4. Il rapporto tra cattolicesimo e religione a
bassa intensità nel conflitto tra le interpretazioni del Vaticano II, e tra le interpretazioni
delle interpretazioni
5. Il “popolo dei sacramenti” tra cattolicesimo
e religione a bassa intensità
6. Un riepilogo ed un interrogativo
[6.1] Per riassumere, con le osservazioni appena
offerte alla discussione si voleva indicare una
possibile lettura della principale deriva socioreligiosa in atto nella società italiana (e non solo). La trasformazione del cattolicesimo in una
religione a bassa intensità procede in maniera
decisa. Questa trasformazione mette in crisi
aspetti cruciali del cattolicesimo e ciò si verifica
con elementi generali di continuità rispetto al
percorso di secolarizzazione conosciuto dall’Europa e con altri inediti. Per varie ragioni in
Italia i vertici della Catholic religious authority
structure hanno reagito alla tendenza in atto non
solo in modo non adeguato né efficace, ma per
alcuni versi anche contribuendo direttamente alla trasformazione del cattolicesimo in religione
a bassa intensità. Per la sociologia è impossibile
pronunciarsi sull’esito del processo in corso. Ci
si deve limitare a dire che in Italia la trasformazione del cattolicesimo in religione a bassa intensità è già piuttosto avanzato anche se tuttora
reversibile. Questa valutazione può essere integrata con la indicazione di alcuni dei principali
campi di battaglia sui quali si deciderà l’esito
della guerra. Tra questi vi è certamente quello
del conflitto tra interpretazioni concorrenti del
Vaticano II e delle sue interpretazioni, e quello
relativo alla conservazione o meno della cultura,
delle istituzioni e delle organizzazioni
dell’apostolato dei laici a partire da quella centrale e cruciale dell’Azione cattolica.
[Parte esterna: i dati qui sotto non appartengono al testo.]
//! Error types for `lineage-core`.

use thiserror::Error;

use crate::{
  edge::EdgeKind,
  entity::{EntityKind, Id},
};

#[derive(Debug, Error)]
pub enum Error {
  #[error("{kind} {id} not found")]
  NotFound { kind: EntityKind, id: Id },

  #[error("no {kind} relationship between {from} and {to}")]
  EdgeNotFound { kind: EdgeKind, from: Id, to: Id },

  #[error("conflict: {0}")]
  Conflict(String),

  #[error("{kind} cannot link person {id} to itself")]
  SelfReference { kind: EdgeKind, id: Id },

  #[error("cannot link to missing {kind} {id}")]
  EndpointNotFound { kind: EntityKind, id: Id },

  #[error("serialization error: {0}")]
  Serialization(#[from] serde_json::Error),

  /// The storage engine failed; fatal to the current operation only.
  #[error("storage error: {0}")]
  Storage(#[source] Box<dyn std::error::Error + Send + Sync>),
}

impl Error {
  /// True for both a missing entity and a missing edge.
  pub fn is_not_found(&self) -> bool {
    matches!(self, Self::NotFound { .. } | Self::EdgeNotFound { .. })
  }
}

pub type Result<T, E = Error> = std::result::Result<T, E>;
[6.2] Quali conclusioni si possono trarre? Senza
assolutamente sottovalutare il peso che il clero
inevitabilmente avrà nel determinare l’approdo
della vicenda in corso, in un senso o in quello
opposto, si può ragionevolmente ipotizzare che
per invertire la trasformazione in una religione a
bassa intensità è necessario che si affermi per
un certo periodo si affermi un cattolicesimo a
trazione non religiosa. Riconoscere che ce ne
sono le condizioni non equivale a dire che qualcosa del genere effettivamente si verificherà.
[6.3] Il discernimento condotto sulla situazione
della società italiana con una straordinaria partecipazione in vista della 46a Settimana Sociale
di Reggio Calabria (2010) e proseguito, tra mille difficoltà e ripetuti ostacoli opposti da settori
neoclericali, in vista della 47a Settimana di Torino (2013) ha dettagliatamente mostrato le ragioni dello speciale ed insostituibile ruolo che
hanno i cattolici italiani, in primis il laicato cattolico, in ordine alla crisi profondissima della
nostra comunità nazionale, e messo in luce una
possibile agenda di massima coerente con questa responsabilità.
Il fatto, rimesso ora alla comune revisione critica, che un discernimento dedicato alle condizioni presenti ed alla prospettiva della ecclesia
in Italia agli inizi del XXI secolo ed un discernimento dedicato alle condizioni presenti ed alla
prospettiva della civitas italiana in questa stessa
fase potrebbero convergere in misura non trascurabile sulle gravi responsabilità del laicato
cattolico di per sé non prova nulla, ma certamente esige una speciale attenzione spirituale e
civile.
Inoltre, per lo meno a chi abbia memoria
dell’insegnamento e della testimonianza di un
filone decisivo del cattolicesimo italiano, da
Rosmini e Manzoni a Montini e Bachelet (tacendo per pudore e prudenza di anni troppo vicini e dei giorni presenti), un risultato come
questo richiama la coscienza di quanto nella vicenda italiana la questione della riforma civile
sia intrecciata con quella della riforma ecclesiale e spirituale.